# WORK REQUIRED:
Find the string "destroyed" in the data, and copy out each line that has it.
──────── AVAILABLE RECORDS
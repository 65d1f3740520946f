//! The view-hook contract and the context hooks act through.

use serde_json::Value;

use crate::bus::{HostBus, OutboundEvent};
use crate::effect::Effect;
use crate::element::{Dataset, Listener, ViewElement, ViewId};
use crate::emitter::{Emitter, Envelope};
use crate::error::{HookResult, RenderConstructionError};
use crate::render::SpecView;
use crate::routing::{Channel, SlotId, Subscriptions, VisibilityObservers};

/// Messages delivered back to a hook after it asked for them.
pub enum HookMessage {
    /// A listener created with [`HookContext::listener`] fired.
    DataPointClicked(Dataset),
    /// The view's visibility observer crossed its threshold.
    VisibilityChanged { visible: bool },
    /// The post-navigation settle delay elapsed.
    NavigationSettled,
    /// An asynchronous specification embed resolved.
    SpecSettled {
        ticket: u64,
        outcome: Result<Box<dyn SpecView>, RenderConstructionError>,
    },
}

/// Lifecycle contract for a hook bound to one element.
///
/// Hosts mount, update and destroy a view in that order, never concurrently.
/// The three lifecycle callbacks are required; named events and internal
/// messages are opt-in.
///
/// # Example
///
/// ```rust
/// use oxide_hooks::{Effect, HookContext, HookMessage, HookResult, ViewHook};
///
/// #[derive(Default)]
/// struct CountUpdates {
///     updates: u32,
/// }
///
/// impl ViewHook for CountUpdates {
///     fn mounted(&mut self, _ctx: &mut HookContext<'_>) -> HookResult<Effect<HookMessage>> {
///         Ok(Effect::none())
///     }
///
///     fn updated(&mut self, _ctx: &mut HookContext<'_>) -> HookResult<Effect<HookMessage>> {
///         self.updates += 1;
///         Ok(Effect::none())
///     }
///
///     fn destroyed(&mut self, _ctx: &mut HookContext<'_>) -> Effect<HookMessage> {
///         Effect::none()
///     }
/// }
/// ```
pub trait ViewHook {
    /// The element was inserted. Errors abort the mount.
    fn mounted(&mut self, ctx: &mut HookContext<'_>) -> HookResult<Effect<HookMessage>>;

    /// The server patched the element.
    fn updated(&mut self, ctx: &mut HookContext<'_>) -> HookResult<Effect<HookMessage>>;

    /// The element was removed. Release everything.
    fn destroyed(&mut self, ctx: &mut HookContext<'_>) -> Effect<HookMessage>;

    /// A named event this hook subscribed to arrived.
    fn handle_event(
        &mut self,
        _ctx: &mut HookContext<'_>,
        _event: &str,
        _payload: &Value,
    ) -> HookResult<Effect<HookMessage>> {
        Ok(Effect::none())
    }

    /// A message produced by an effect or listener of this hook arrived.
    fn handle_message(
        &mut self,
        _ctx: &mut HookContext<'_>,
        _message: HookMessage,
    ) -> Effect<HookMessage> {
        Effect::none()
    }

    /// `false` while work started by the hook still has to come back.
    ///
    /// A destroyed hook is kept alive until this returns `true`.
    fn is_settled(&self) -> bool {
        true
    }
}

/// What a hook may touch during one callback.
pub struct HookContext<'a> {
    pub(crate) view: &'a ViewId,
    pub(crate) slot: SlotId,
    pub(crate) element: &'a mut dyn ViewElement,
    pub(crate) bus: &'a dyn HostBus,
    pub(crate) emitter: &'a Emitter<Envelope>,
    pub(crate) subscriptions: &'a mut Subscriptions,
    pub(crate) observers: &'a mut VisibilityObservers,
}

impl<'a> HookContext<'a> {
    pub fn view_id(&self) -> &ViewId {
        self.view
    }

    pub fn element(&self) -> &dyn ViewElement {
        &*self.element
    }

    pub fn element_mut(&mut self) -> &mut dyn ViewElement {
        &mut *self.element
    }

    /// Route server events named `event` to this hook.
    pub fn subscribe(&mut self, event: impl Into<String>) {
        self.subscriptions
            .subscribe(Channel::Server, event.into(), self.slot);
    }

    pub fn unsubscribe(&mut self, event: &str) {
        self.subscriptions
            .unsubscribe(Channel::Server, event, self.slot);
    }

    /// Route window events named `event` to this hook.
    pub fn listen_window(&mut self, event: impl Into<String>) {
        self.subscriptions
            .subscribe(Channel::Window, event.into(), self.slot);
    }

    pub fn unlisten_window(&mut self, event: &str) {
        self.subscriptions
            .unsubscribe(Channel::Window, event, self.slot);
    }

    /// Start observing the element's visibility.
    ///
    /// [`HookMessage::VisibilityChanged`] arrives each time the intersection
    /// ratio crosses `threshold`. Observing again resets the observer.
    pub fn observe_visibility(&mut self, threshold: f64) {
        self.observers.observe(self.slot, threshold);
    }

    pub fn disconnect_visibility(&mut self) {
        self.observers.disconnect(self.slot);
    }

    pub fn push_event(&self, event: OutboundEvent) {
        tracing::trace!(view = %self.view, event = event.name(), "pushing event to host");
        self.bus.push_event(event);
    }

    /// A click listener that delivers `to_message(dataset)` back to this hook.
    pub fn listener<F>(&self, to_message: F) -> Listener
    where
        F: Fn(Dataset) -> HookMessage + Send + Sync + 'static,
    {
        let emitter = self.emitter.clone();
        let slot = self.slot;
        Listener::new(move |dataset| emitter.emit_to(slot, to_message(dataset)))
    }
}
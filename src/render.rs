//! Seams to the third-party rendering libraries.

use std::sync::Arc;

use serde::{Deserialize, Serialize};
use serde_json::Value;

use crate::effect::BoxFuture;
use crate::element::{Container, ViewElement};
use crate::error::{ConfigParseError, RenderConstructionError};

/// A JSON configuration blob: chart options or a plot specification.
///
/// Always replaced wholesale; nothing in this crate patches one.
#[derive(Clone, Debug, PartialEq, Serialize, Deserialize)]
#[serde(transparent)]
pub struct RenderConfig(Value);

impl RenderConfig {
    pub fn new(value: Value) -> Self {
        Self(value)
    }

    /// Parse a serialized configuration, such as an element attribute.
    pub fn parse(source: &str) -> Result<Self, ConfigParseError> {
        Ok(Self(serde_json::from_str(source)?))
    }

    pub fn as_value(&self) -> &Value {
        &self.0
    }

    pub fn into_value(self) -> Value {
        self.0
    }
}

/// Builds chart instances on a host element.
pub trait ChartLibrary {
    fn create(&self, element: &dyn ViewElement, config: &RenderConfig) -> Box<dyn ChartInstance>;
}

/// A live chart bound to an element.
pub trait ChartInstance {
    /// Release the chart's canvas bindings. Called exactly once.
    fn destroy(&mut self);
}

/// Options passed along with every specification embed.
#[derive(Clone, Debug, PartialEq, Eq, Serialize, Deserialize)]
#[serde(default)]
pub struct EmbedOptions {
    /// Show the export/source action menu.
    pub actions: bool,
    pub theme: String,
}

impl Default for EmbedOptions {
    fn default() -> Self {
        Self {
            actions: true,
            theme: "default".to_owned(),
        }
    }
}

/// Asynchronously builds views from declarative specifications.
pub trait SpecRenderer {
    /// Start rendering `spec` into `container`.
    ///
    /// The returned future resolves once the library has either produced a
    /// view or rejected the specification.
    fn embed(
        &self,
        container: Arc<dyn Container>,
        spec: RenderConfig,
        options: &EmbedOptions,
    ) -> BoxFuture<Result<Box<dyn SpecView>, RenderConstructionError>>;
}

/// A live view produced by a [`SpecRenderer`].
pub trait SpecView: Send {
    /// Detach the view's listeners and timers. Called exactly once.
    fn finalize(&mut self);
}
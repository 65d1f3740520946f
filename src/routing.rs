//! Event routing tables owned by the runtime.

use std::collections::{BTreeSet, HashMap};

/// Identity of one mount. A remounted element gets a fresh slot.
#[derive(Clone, Copy, Debug, PartialEq, Eq, Hash, PartialOrd, Ord)]
pub(crate) struct SlotId(pub(crate) u64);

/// Where a named event comes from.
#[derive(Clone, Copy, Debug, PartialEq, Eq, Hash)]
pub(crate) enum Channel {
    /// Pushed by the server over the host bus.
    Server,
    /// Dispatched on the page's window, such as navigation signals.
    Window,
}

#[derive(Default)]
pub(crate) struct Subscriptions {
    routes: HashMap<(Channel, String), BTreeSet<SlotId>>,
}

impl Subscriptions {
    pub(crate) fn subscribe(&mut self, channel: Channel, name: String, view: SlotId) {
        self.routes
            .entry((channel, name))
            .or_default()
            .insert(view);
    }

    pub(crate) fn unsubscribe(&mut self, channel: Channel, name: &str, view: SlotId) {
        let key = (channel, name.to_owned());
        if let Some(views) = self.routes.get_mut(&key) {
            views.remove(&view);
            if views.is_empty() {
                self.routes.remove(&key);
            }
        }
    }

    /// Slots subscribed to `name`, in mount order.
    pub(crate) fn subscribers(&self, channel: Channel, name: &str) -> Vec<SlotId> {
        self.routes
            .get(&(channel, name.to_owned()))
            .map(|views| views.iter().copied().collect())
            .unwrap_or_default()
    }

    pub(crate) fn remove_slot(&mut self, view: SlotId) {
        self.routes.retain(|_, views| {
            views.remove(&view);
            !views.is_empty()
        });
    }

    pub(crate) fn count_for(&self, view: SlotId) -> usize {
        self.routes
            .values()
            .filter(|views| views.contains(&view))
            .count()
    }
}

struct Observer {
    threshold: f64,
    intersecting: bool,
}

/// Intersection observers, one per view at most.
///
/// Hosts may report ratios as often as they like; only threshold crossings
/// come out.
#[derive(Default)]
pub(crate) struct VisibilityObservers {
    observers: HashMap<SlotId, Observer>,
}

impl VisibilityObservers {
    pub(crate) fn observe(&mut self, view: SlotId, threshold: f64) {
        self.observers.insert(
            view,
            Observer {
                threshold,
                intersecting: false,
            },
        );
    }

    pub(crate) fn disconnect(&mut self, view: SlotId) {
        self.observers.remove(&view);
    }

    pub(crate) fn is_observing(&self, view: SlotId) -> bool {
        self.observers.contains_key(&view)
    }

    /// Record a new intersection ratio. Returns the new visibility on a
    /// crossing, `None` otherwise.
    pub(crate) fn report(&mut self, view: SlotId, ratio: f64) -> Option<bool> {
        let observer = self.observers.get_mut(&view)?;
        let intersecting = ratio >= observer.threshold;
        if intersecting == observer.intersecting {
            return None;
        }
        observer.intersecting = intersecting;
        Some(intersecting)
    }
}
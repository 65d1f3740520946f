//! Message emitter used to hand work back to the runtime.

use flume::Sender;

use crate::hook::HookMessage;
use crate::routing::SlotId;

/// A [`HookMessage`] addressed to one mount.
pub(crate) struct Envelope {
    pub(crate) slot: SlotId,
    pub(crate) message: HookMessage,
}

/// Handle that queues messages for the runtime.
///
/// Completed futures, elapsed timers and DOM listeners all report back
/// through an `Emitter`. Messages are processed on the thread that drives the
/// runtime, in the order they were queued, so an emitter can be cloned into
/// callbacks freely.
///
/// Adapters never see an `Emitter` directly; they get one indirectly through
/// [`HookContext::listener`](crate::HookContext::listener) and the
/// [`Effect`](crate::Effect)s they return.
pub struct Emitter<Message: Send>(pub(crate) Sender<Message>);

impl<Message: Send> Clone for Emitter<Message> {
    fn clone(&self) -> Self {
        Self(self.0.clone())
    }
}

impl<Message: Send> Emitter<Message> {
    /// Create a new emitter from a channel sender.
    pub(crate) fn new(sender: Sender<Message>) -> Self {
        Self(sender)
    }

    /// Queue a message.
    ///
    /// Messages sent after the runtime is dropped are discarded.
    pub fn emit(&self, message: Message) {
        self.0.send(message).ok();
    }
}

impl Emitter<Envelope> {
    /// Queue a message for the hook mounted in `slot`.
    pub(crate) fn emit_to(&self, slot: SlotId, message: HookMessage) {
        self.emit(Envelope { slot, message });
    }
}
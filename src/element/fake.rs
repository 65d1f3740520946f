//! In-memory DOM used by tests.
//!
//! Only available with the `testing` feature. Every fake is a cheap handle
//! over shared state: keep a clone after handing one to the runtime and use
//! it to mutate the document or inspect what hooks did to it.

use core::sync::atomic::{AtomicU64, Ordering};
use std::collections::BTreeMap;

use portable_atomic_util::Arc;
use spin::Mutex;

use super::{Container, Dataset, InteractiveElement, Listener, NodeId, SvgNode, ViewElement, ViewId};

static NEXT_NODE_ID: AtomicU64 = AtomicU64::new(1);

struct ElementState {
    id: ViewId,
    attributes: BTreeMap<String, String>,
    svg: Option<FakeSvg>,
    containers: Vec<FakeContainer>,
    in_viewport: bool,
}

/// A fake host element.
///
/// # Example
///
/// ```rust
/// use oxide_hooks::element::fake::{FakeDataPoint, FakeElement, FakeSvg};
///
/// let point = FakeDataPoint::new([("class", "data-point"), ("data-foo", "bar")]);
/// let element = FakeElement::new("revenue")
///     .with_svg(FakeSvg::new("<svg><circle/></svg>", vec![point.clone()]));
///
/// assert!(element.has_svg());
/// assert_eq!(point.listener_count(), 0);
/// ```
#[derive(Clone)]
pub struct FakeElement {
    state: Arc<Mutex<ElementState>>,
}

impl FakeElement {
    /// An element with the given DOM id, fully inside the viewport.
    pub fn new(id: &str) -> Self {
        Self {
            state: Arc::new(Mutex::new(ElementState {
                id: ViewId::new(id),
                attributes: BTreeMap::new(),
                svg: None,
                containers: Vec::new(),
                in_viewport: true,
            })),
        }
    }

    pub fn with_attribute(self, name: &str, value: &str) -> Self {
        self.set_attribute(name, value);
        self
    }

    pub fn with_svg(self, svg: FakeSvg) -> Self {
        self.set_svg(Some(svg));
        self
    }

    pub fn set_attribute(&self, name: &str, value: &str) {
        self.state
            .lock()
            .attributes
            .insert(name.to_owned(), value.to_owned());
    }

    /// Replace (or remove) the element's SVG subtree.
    pub fn set_svg(&self, svg: Option<FakeSvg>) {
        self.state.lock().svg = svg;
    }

    pub fn set_in_viewport(&self, in_viewport: bool) {
        self.state.lock().in_viewport = in_viewport;
    }

    pub fn has_svg(&self) -> bool {
        self.state.lock().svg.is_some()
    }

    /// Containers appended by hooks, in creation order.
    pub fn containers(&self) -> Vec<FakeContainer> {
        self.state.lock().containers.clone()
    }

    /// Boxes a handle for [`HookRuntime::mount`](crate::HookRuntime::mount).
    pub fn boxed(&self) -> Box<dyn ViewElement> {
        Box::new(self.clone())
    }
}

impl ViewElement for FakeElement {
    fn id(&self) -> ViewId {
        self.state.lock().id.clone()
    }

    fn attribute(&self, name: &str) -> Option<String> {
        self.state.lock().attributes.get(name).cloned()
    }

    fn svg(&self) -> Option<Box<dyn SvgNode>> {
        self.state
            .lock()
            .svg
            .clone()
            .map(|svg| Box::new(svg) as Box<dyn SvgNode>)
    }

    fn append_container(&mut self) -> std::sync::Arc<dyn Container> {
        let container = FakeContainer::default();
        self.state.lock().containers.push(container.clone());
        std::sync::Arc::new(container)
    }

    fn is_fully_in_viewport(&self) -> bool {
        self.state.lock().in_viewport
    }
}

struct SvgState {
    node_id: NodeId,
    markup: String,
    points: Vec<FakeDataPoint>,
}

/// A fake `<svg>` node. Clones are the same node.
#[derive(Clone)]
pub struct FakeSvg {
    state: Arc<SvgState>,
}

impl FakeSvg {
    pub fn new(markup: &str, points: Vec<FakeDataPoint>) -> Self {
        Self {
            state: Arc::new(SvgState {
                node_id: NodeId(NEXT_NODE_ID.fetch_add(1, Ordering::Relaxed)),
                markup: markup.to_owned(),
                points,
            }),
        }
    }

    /// A distinct node with identical markup and the given points.
    pub fn rerendered(&self, points: Vec<FakeDataPoint>) -> Self {
        Self::new(&self.state.markup, points)
    }
}

impl SvgNode for FakeSvg {
    fn node_id(&self) -> NodeId {
        self.state.node_id
    }

    fn outer_html(&self) -> String {
        self.state.markup.clone()
    }

    /// Supports class selectors (`.name`) only.
    fn query_all(&self, selector: &str) -> Vec<Box<dyn InteractiveElement>> {
        let Some(class) = selector.strip_prefix('.') else {
            return Vec::new();
        };
        self.state
            .points
            .iter()
            .filter(|point| point.has_class(class))
            .map(|point| Box::new(point.clone()) as Box<dyn InteractiveElement>)
            .collect()
    }
}

struct PointState {
    attributes: Vec<(String, String)>,
    listeners: Vec<Listener>,
}

/// A fake element inside an SVG.
#[derive(Clone)]
pub struct FakeDataPoint {
    state: Arc<Mutex<PointState>>,
}

impl FakeDataPoint {
    pub fn new<'a>(attributes: impl IntoIterator<Item = (&'a str, &'a str)>) -> Self {
        Self {
            state: Arc::new(Mutex::new(PointState {
                attributes: attributes
                    .into_iter()
                    .map(|(name, value)| (name.to_owned(), value.to_owned()))
                    .collect(),
                listeners: Vec::new(),
            })),
        }
    }

    /// Dispatch a click to every attached listener.
    pub fn click(&self) {
        let (dataset, listeners) = {
            let state = self.state.lock();
            let dataset = Dataset::from_attributes(
                state
                    .attributes
                    .iter()
                    .map(|(name, value)| (name.as_str(), value.as_str())),
            );
            (dataset, state.listeners.clone())
        };
        for listener in listeners {
            listener.call(dataset.clone());
        }
    }

    pub fn listener_count(&self) -> usize {
        self.state.lock().listeners.len()
    }

    fn has_class(&self, class: &str) -> bool {
        self.state
            .lock()
            .attributes
            .iter()
            .any(|(name, value)| name == "class" && value.split_whitespace().any(|c| c == class))
    }
}

impl InteractiveElement for FakeDataPoint {
    fn add_click_listener(&self, listener: &Listener) {
        let mut state = self.state.lock();
        // addEventListener ignores a listener that is already registered
        if !state.listeners.contains(listener) {
            state.listeners.push(listener.clone());
        }
    }

    fn remove_click_listener(&self, listener: &Listener) {
        self.state.lock().listeners.retain(|l| l != listener);
    }
}

/// A fake container appended by a hook.
#[derive(Clone)]
pub struct FakeContainer {
    children: Arc<Mutex<Vec<String>>>,
}

impl Default for FakeContainer {
    fn default() -> Self {
        Self {
            children: Arc::new(Mutex::new(Vec::new())),
        }
    }
}

impl FakeContainer {
    /// Used by fake renderers to draw into the container.
    pub fn render(&self, markup: &str) {
        self.children.lock().push(markup.to_owned());
    }

    pub fn children(&self) -> Vec<String> {
        self.children.lock().clone()
    }
}

impl Container for FakeContainer {
    fn is_empty(&self) -> bool {
        self.children.lock().is_empty()
    }

    fn clear(&self) {
        self.children.lock().clear();
    }
}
────────────────
# RESULT OF THE EXERCISE:
///     fn destroyed(&mut self, _ctx: &mut HookContext<'_>) -> Effect<HookMessage> {
    fn destroyed(&mut self, ctx: &mut HookContext<'_>) -> Effect<HookMessage>;
    /// A destroyed hook is kept alive until this returns `true`.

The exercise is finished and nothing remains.